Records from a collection
○ ○ ○ ○ ○ ○ ○
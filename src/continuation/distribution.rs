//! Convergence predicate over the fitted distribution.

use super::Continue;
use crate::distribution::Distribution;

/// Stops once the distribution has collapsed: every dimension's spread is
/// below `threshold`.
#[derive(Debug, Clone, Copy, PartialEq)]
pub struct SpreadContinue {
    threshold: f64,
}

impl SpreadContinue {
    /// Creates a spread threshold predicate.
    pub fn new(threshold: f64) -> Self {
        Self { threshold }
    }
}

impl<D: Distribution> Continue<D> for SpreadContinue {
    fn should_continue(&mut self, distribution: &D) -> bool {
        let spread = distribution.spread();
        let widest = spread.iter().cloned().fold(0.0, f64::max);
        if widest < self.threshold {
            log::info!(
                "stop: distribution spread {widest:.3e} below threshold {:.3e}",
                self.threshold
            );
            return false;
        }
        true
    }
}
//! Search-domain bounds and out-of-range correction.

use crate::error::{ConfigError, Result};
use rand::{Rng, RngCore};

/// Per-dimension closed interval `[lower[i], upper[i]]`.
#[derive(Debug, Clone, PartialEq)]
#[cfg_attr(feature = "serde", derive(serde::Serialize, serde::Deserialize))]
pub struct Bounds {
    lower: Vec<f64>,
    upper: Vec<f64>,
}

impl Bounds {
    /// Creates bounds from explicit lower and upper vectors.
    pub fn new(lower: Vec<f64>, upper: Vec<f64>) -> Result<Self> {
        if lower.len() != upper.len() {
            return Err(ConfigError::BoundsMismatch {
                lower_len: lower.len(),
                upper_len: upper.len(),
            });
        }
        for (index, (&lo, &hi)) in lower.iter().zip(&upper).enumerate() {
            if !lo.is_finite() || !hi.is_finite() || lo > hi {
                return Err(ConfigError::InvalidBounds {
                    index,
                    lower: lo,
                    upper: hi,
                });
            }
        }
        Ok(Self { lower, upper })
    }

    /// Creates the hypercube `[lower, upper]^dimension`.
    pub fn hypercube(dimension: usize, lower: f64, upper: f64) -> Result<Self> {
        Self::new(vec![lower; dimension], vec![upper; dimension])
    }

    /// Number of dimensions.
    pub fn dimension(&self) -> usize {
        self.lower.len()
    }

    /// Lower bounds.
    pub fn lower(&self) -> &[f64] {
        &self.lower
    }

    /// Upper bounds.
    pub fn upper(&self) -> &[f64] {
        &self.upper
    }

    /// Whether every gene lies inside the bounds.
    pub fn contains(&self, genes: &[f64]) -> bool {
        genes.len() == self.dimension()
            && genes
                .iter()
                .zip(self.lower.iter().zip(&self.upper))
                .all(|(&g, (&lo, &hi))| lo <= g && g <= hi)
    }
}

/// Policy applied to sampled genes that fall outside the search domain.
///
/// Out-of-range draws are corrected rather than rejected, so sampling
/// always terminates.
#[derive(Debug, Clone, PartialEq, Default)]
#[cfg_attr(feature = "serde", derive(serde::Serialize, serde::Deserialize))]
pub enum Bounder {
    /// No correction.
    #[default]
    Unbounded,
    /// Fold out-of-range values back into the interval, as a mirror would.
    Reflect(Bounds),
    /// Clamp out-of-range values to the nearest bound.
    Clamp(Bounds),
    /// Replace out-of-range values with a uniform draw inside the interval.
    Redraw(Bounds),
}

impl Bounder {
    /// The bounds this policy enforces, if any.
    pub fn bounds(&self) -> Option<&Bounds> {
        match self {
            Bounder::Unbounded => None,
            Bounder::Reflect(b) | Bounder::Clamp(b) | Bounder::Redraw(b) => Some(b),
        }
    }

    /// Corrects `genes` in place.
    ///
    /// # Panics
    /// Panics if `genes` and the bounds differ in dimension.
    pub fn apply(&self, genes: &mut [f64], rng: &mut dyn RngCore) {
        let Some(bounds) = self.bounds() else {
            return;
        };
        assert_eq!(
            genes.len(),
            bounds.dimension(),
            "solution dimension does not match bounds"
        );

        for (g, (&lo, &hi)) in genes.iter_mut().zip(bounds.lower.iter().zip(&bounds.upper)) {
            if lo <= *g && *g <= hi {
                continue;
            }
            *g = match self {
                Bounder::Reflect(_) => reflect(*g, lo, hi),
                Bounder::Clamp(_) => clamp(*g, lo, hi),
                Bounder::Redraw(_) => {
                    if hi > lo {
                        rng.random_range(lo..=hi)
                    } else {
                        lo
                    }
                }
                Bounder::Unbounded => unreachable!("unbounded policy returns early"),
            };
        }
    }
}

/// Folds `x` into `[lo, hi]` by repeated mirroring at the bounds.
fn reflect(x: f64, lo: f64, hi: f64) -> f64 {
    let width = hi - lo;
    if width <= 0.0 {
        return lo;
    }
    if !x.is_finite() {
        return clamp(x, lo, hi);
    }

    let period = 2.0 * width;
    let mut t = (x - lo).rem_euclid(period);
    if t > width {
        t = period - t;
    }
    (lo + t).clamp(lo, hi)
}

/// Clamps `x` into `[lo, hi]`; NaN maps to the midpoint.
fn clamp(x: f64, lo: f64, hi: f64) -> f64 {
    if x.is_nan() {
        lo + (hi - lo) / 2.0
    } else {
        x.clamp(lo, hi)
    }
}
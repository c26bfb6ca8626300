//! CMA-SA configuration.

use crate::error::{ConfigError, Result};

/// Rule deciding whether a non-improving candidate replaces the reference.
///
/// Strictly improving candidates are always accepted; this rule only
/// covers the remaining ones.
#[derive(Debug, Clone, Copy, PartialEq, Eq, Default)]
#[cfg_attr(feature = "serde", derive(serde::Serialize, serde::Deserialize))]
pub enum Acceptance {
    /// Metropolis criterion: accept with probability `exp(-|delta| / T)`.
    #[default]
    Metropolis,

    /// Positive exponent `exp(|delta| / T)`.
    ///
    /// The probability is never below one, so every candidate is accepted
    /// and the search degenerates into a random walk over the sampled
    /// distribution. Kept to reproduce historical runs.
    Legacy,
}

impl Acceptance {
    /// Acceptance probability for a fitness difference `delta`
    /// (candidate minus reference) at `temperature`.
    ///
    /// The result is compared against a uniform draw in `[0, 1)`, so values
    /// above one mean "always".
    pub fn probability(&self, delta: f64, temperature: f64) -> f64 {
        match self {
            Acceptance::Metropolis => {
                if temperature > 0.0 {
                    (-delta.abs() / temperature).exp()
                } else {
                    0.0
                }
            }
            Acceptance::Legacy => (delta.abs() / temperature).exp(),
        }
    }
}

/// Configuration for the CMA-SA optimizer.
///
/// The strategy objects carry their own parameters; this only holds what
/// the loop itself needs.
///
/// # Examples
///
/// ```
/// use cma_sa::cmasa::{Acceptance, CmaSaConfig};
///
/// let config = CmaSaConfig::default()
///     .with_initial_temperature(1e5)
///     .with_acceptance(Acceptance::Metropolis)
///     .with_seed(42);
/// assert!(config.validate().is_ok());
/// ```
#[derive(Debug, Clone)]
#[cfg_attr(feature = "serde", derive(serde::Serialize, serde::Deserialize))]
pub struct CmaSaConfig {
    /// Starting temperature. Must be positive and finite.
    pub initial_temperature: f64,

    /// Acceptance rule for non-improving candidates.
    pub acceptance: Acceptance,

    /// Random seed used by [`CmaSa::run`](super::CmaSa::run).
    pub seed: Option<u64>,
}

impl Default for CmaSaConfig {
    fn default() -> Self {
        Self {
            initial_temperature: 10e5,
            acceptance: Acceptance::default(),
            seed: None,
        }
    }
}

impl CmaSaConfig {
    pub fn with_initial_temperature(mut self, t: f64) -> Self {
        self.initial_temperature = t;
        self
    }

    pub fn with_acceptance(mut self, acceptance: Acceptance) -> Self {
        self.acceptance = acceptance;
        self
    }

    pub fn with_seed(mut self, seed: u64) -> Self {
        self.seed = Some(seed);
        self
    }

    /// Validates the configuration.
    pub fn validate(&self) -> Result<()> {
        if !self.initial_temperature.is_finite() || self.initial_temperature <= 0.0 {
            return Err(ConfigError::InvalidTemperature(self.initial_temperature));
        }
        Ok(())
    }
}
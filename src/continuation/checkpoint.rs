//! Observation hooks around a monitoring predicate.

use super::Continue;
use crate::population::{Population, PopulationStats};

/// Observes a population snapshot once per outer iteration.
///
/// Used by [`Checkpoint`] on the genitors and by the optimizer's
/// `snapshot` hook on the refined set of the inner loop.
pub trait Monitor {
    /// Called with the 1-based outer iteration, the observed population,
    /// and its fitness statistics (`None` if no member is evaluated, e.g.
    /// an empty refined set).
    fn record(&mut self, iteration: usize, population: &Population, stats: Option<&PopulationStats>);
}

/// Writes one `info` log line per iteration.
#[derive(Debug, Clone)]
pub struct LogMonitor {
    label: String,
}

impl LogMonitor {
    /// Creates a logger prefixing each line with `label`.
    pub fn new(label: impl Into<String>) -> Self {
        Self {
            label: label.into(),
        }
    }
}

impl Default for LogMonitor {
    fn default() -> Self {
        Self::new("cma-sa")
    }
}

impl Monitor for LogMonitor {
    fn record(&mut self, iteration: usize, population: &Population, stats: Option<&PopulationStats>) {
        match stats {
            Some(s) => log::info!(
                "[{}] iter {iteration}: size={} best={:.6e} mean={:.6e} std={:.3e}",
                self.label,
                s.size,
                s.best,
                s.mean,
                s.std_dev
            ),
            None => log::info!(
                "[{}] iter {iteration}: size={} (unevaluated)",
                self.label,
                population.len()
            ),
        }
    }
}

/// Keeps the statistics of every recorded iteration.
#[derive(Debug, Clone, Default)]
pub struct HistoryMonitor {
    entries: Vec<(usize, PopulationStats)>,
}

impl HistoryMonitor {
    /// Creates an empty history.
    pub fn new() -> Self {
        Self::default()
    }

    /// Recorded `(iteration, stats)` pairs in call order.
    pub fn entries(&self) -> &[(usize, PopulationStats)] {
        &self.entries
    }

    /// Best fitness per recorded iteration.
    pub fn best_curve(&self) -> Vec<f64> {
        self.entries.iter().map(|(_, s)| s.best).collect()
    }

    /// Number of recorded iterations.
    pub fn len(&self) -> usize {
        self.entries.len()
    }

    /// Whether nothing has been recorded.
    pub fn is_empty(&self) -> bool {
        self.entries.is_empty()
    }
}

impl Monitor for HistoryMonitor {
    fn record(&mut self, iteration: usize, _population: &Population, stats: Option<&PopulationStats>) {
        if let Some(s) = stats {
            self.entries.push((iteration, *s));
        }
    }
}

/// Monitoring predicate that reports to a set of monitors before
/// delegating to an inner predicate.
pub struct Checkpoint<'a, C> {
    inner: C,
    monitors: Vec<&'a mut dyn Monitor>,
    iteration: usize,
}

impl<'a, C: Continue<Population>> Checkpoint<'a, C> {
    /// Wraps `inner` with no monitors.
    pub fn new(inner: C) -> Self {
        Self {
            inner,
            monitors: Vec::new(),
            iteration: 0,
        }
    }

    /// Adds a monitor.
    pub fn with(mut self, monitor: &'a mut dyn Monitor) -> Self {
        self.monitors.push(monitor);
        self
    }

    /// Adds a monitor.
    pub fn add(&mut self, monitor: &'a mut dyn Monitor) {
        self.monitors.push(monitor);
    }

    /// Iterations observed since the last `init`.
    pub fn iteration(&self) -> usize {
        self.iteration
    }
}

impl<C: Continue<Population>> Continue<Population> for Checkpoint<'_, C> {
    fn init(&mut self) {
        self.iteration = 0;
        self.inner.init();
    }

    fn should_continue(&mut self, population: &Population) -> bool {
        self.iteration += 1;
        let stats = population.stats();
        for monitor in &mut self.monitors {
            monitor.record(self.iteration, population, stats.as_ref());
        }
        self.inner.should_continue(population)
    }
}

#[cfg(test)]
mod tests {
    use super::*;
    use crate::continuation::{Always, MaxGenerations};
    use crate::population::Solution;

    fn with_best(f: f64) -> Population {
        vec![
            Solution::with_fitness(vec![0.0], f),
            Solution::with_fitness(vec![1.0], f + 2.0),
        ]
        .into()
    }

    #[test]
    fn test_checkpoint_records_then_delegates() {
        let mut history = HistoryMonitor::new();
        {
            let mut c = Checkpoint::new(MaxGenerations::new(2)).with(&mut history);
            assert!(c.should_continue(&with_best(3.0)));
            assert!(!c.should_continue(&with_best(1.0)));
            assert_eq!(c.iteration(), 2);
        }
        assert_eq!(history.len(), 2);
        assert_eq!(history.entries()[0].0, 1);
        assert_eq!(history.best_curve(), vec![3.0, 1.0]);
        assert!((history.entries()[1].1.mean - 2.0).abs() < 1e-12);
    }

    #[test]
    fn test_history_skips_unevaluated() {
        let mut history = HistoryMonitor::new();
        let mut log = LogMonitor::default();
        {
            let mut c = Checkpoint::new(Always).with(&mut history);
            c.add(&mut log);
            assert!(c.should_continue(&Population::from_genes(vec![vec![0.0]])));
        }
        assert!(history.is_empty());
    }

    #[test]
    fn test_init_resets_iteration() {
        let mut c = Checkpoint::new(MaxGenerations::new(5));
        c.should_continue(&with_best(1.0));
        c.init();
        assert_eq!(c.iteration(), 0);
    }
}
○ ○ ○ ○ ○ ○ ○
» **Aim of the task**
Copy only this part of the entries above: the line with "loop itself needs.", the line with "self.seed = Some(seed);", and the lines between, all exactly as written.

» **Finished task**
/// the loop itself needs.
///
/// # Examples
///
/// ```
/// use cma_sa::cmasa::{Acceptance, CmaSaConfig};
///
/// let config = CmaSaConfig::default()
///     .with_initial_temperature(1e5)
///     .with_acceptance(Acceptance::Metropolis)
///     .with_seed(42);
/// assert!(config.validate().is_ok());
/// ```
#[derive(Debug, Clone)]
#[cfg_attr(feature = "serde", derive(serde::Serialize, serde::Deserialize))]
pub struct CmaSaConfig {
    /// Starting temperature. Must be positive and finite.
    pub initial_temperature: f64,

    /// Acceptance rule for non-improving candidates.
    pub acceptance: Acceptance,

    /// Random seed used by [`CmaSa::run`](super::CmaSa::run).
    pub seed: Option<u64>,
}

impl Default for CmaSaConfig {
    fn default() -> Self {
        Self {
            initial_temperature: 10e5,
            acceptance: Acceptance::default(),
            seed: None,
        }
    }
}

impl CmaSaConfig {
    pub fn with_initial_temperature(mut self, t: f64) -> Self {
        self.initial_temperature = t;
        self
    }

    pub fn with_acceptance(mut self, acceptance: Acceptance) -> Self {
        self.acceptance = acceptance;
        self
    }

    pub fn with_seed(mut self, seed: u64) -> Self {
        self.seed = Some(seed);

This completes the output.